France has paid an emotional tribute to 130 people killed 10 years ago during a rampage by Daesh terrorists targeting cafes, restaurants and the Bataclan concert hall.
The attacks were the deadliest on French soil since World War II, scarring the national psyche and prompting “emergency measures”, many of which are now embedded in law.
Rights groups have, however, denounced abuses tied to the “state of emergency” in the aftermath of attacks.
The attack on November 13 2015, began with bomb blasts that killed one person, bus driver Manuel Dias, outside the Stade de France sports stadium, where then-President Francois Hollande and the German foreign minister were watching a friendly international soccer match, and continued with gunmen opening fire at five other locations in central Paris.

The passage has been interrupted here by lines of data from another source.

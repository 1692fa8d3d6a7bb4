use std::path::PathBuf;
use std::sync::Arc;
use std::time::Duration;

use tokio::net::TcpListener;
use tokio::sync::Semaphore;
use tracing::info;

use slotbook::catalog::Catalog;
use slotbook::engine::Engine;
use slotbook::wire;

const DRAIN_TIMEOUT: Duration = Duration::from_secs(10);

/// Resolves on ctrl-c, or on SIGTERM where that exists.
async fn shutdown_signal() -> std::io::Result<()> {
    #[cfg(unix)]
    {
        use tokio::signal::unix::{SignalKind, signal};
        let mut sigterm = signal(SignalKind::terminate())?;
        tokio::select! {
            r = tokio::signal::ctrl_c() => r,
            _ = sigterm.recv() => Ok(()),
        }
    }
    #[cfg(not(unix))]
    {
        tokio::signal::ctrl_c().await
    }
}

#[tokio::main]
async fn main() -> Result<(), Box<dyn std::error::Error>> {
    tracing_subscriber::fmt::init();

    let metrics_port: Option<u16> = std::env::var("SLOTBOOK_METRICS_PORT")
        .ok()
        .and_then(|s| s.parse().ok());
    slotbook::observability::init(metrics_port)?;

    let port = std::env::var("SLOTBOOK_PORT").unwrap_or_else(|_| "5480".into());
    let bind = std::env::var("SLOTBOOK_BIND").unwrap_or_else(|_| "0.0.0.0".into());
    let catalog_path = std::env::var("SLOTBOOK_CATALOG").unwrap_or_else(|_| "./catalog.json".into());
    let data_dir = std::env::var("SLOTBOOK_DATA_DIR").ok();
    let currency: Arc<str> = std::env::var("SLOTBOOK_CURRENCY")
        .unwrap_or_else(|_| "Rs.".into())
        .into();
    let max_connections: usize = std::env::var("SLOTBOOK_MAX_CONNECTIONS")
        .ok()
        .and_then(|s| s.parse().ok())
        .unwrap_or(256);

    let catalog = Arc::new(Catalog::load(&PathBuf::from(&catalog_path))?);
    info!("loaded {} facilities from {catalog_path}", catalog.len());

    let engine = match &data_dir {
        Some(dir) => {
            std::fs::create_dir_all(dir)?;
            Engine::open(catalog, &PathBuf::from(dir).join("bookings.wal"))?
        }
        None => Engine::in_memory(catalog),
    };
    let engine = Arc::new(engine);
    let semaphore = Arc::new(Semaphore::new(max_connections));

    let addr = format!("{bind}:{port}");
    let listener = TcpListener::bind(&addr).await?;
    info!("slotbook listening on {addr}");
    info!("  data_dir: {}", data_dir.as_deref().unwrap_or("(in-memory)"));
    info!("  max_connections: {max_connections}");
    info!("  metrics: {}", metrics_port.map_or("disabled".to_string(), |p| format!("http://0.0.0.0:{p}/metrics")));

    let shutdown = shutdown_signal();
    tokio::pin!(shutdown);

    loop {
        tokio::select! {
            result = listener.accept() => {
                let (socket, peer) = match result {
                    Ok(conn) => conn,
                    Err(e) => {
                        tracing::error!("accept error: {e}");
                        continue;
                    }
                };

                let permit = match semaphore.clone().try_acquire_owned() {
                    Ok(permit) => permit,
                    Err(_) => {
                        tracing::warn!("connection limit reached, rejecting {peer}");
                        metrics::counter!(slotbook::observability::CONNECTIONS_REJECTED_TOTAL).increment(1);
                        drop(socket);
                        continue;
                    }
                };

                info!("connection from {peer}");
                metrics::counter!(slotbook::observability::CONNECTIONS_TOTAL).increment(1);
                metrics::gauge!(slotbook::observability::CONNECTIONS_ACTIVE).increment(1.0);
                let engine = engine.clone();
                let currency = currency.clone();

                tokio::spawn(async move {
                    let _permit = permit;
                    if let Err(e) = wire::process_connection(socket, engine, currency).await {
                        tracing::error!("connection error from {peer}: {e}");
                    }
                    metrics::gauge!(slotbook::observability::CONNECTIONS_ACTIVE).decrement(1.0);
                });
            }
            signal = &mut shutdown => {
                if let Err(e) = signal {
                    tracing::error!("signal handler failed: {e}");
                }
                info!("shutdown requested, no longer accepting clients");
                break;
            }
        }
    }

    // Every session holds one permit; getting all of them back means every session ended.
    let open = max_connections - semaphore.available_permits();
    info!("waiting up to {DRAIN_TIMEOUT:?} for {open} client sessions");
    match tokio::time::timeout(DRAIN_TIMEOUT, semaphore.acquire_many(max_connections as u32)).await {
        Ok(_) => info!("all client sessions closed"),
        Err(_) => {
            let remaining = max_connections - semaphore.available_permits();
            tracing::warn!("closing with {remaining} client sessions still open");
        }
    }

    info!("slotbook stopped");
    Ok(())
}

"Since that November 13, there is an emptiness that cannot be filled," Dias' daughter Sophie said at the ceremony, her voice trembling with tears as she recalled the family's endless phone calls through the night, trying to reach her father, before they were told he had been the attackers' first victim.
Macron honours victims
President Emmanuel Macron was among the senior officials who paid their respects to Dias and the other victims with a minute of silence and the laying of wreaths before the Stade de France.
Throughout the day, Macron, survivors and relatives of victims will honour those killed and wounded at each of the sites of the attacks.
At the second ceremony, officials and representatives of victims' associations also observed a minute of silence in front of the Carillon bar and the Petit Cambodge restaurant in central Paris, after a list of the 13 people killed there was read out.
Victims' associations say two survivors of the attacks later took their own lives, bringing the total death toll to 132.
Bataclan attack
Sebastian Lascoux was inside the Bataclan, where the rock band Eagles of Death Metal were playing, when what he thought was the noise from firecrackers pierced the concert hall.
It quickly became apparent that the venue was under attack.
People "ended up all squashed together and collapsed as one,” he said last month.
"And then (there was) the smell of blood," said Lascoux, now aged 46. One of his friends was shot dead trying to shield another member of their party.
Lascoux still suffers from post-traumatic stress and cannot be in crowded places or enclosed spaces, even cinemas. Loud pops remind him of gunshots.
"What made the November 13 attacks unique was that everyone was a potential victim," historian Denis Peschanski said.
"Either they were old enough to be there, or, like me, they were old enough to have children who could have been there, even though I was lucky they weren't."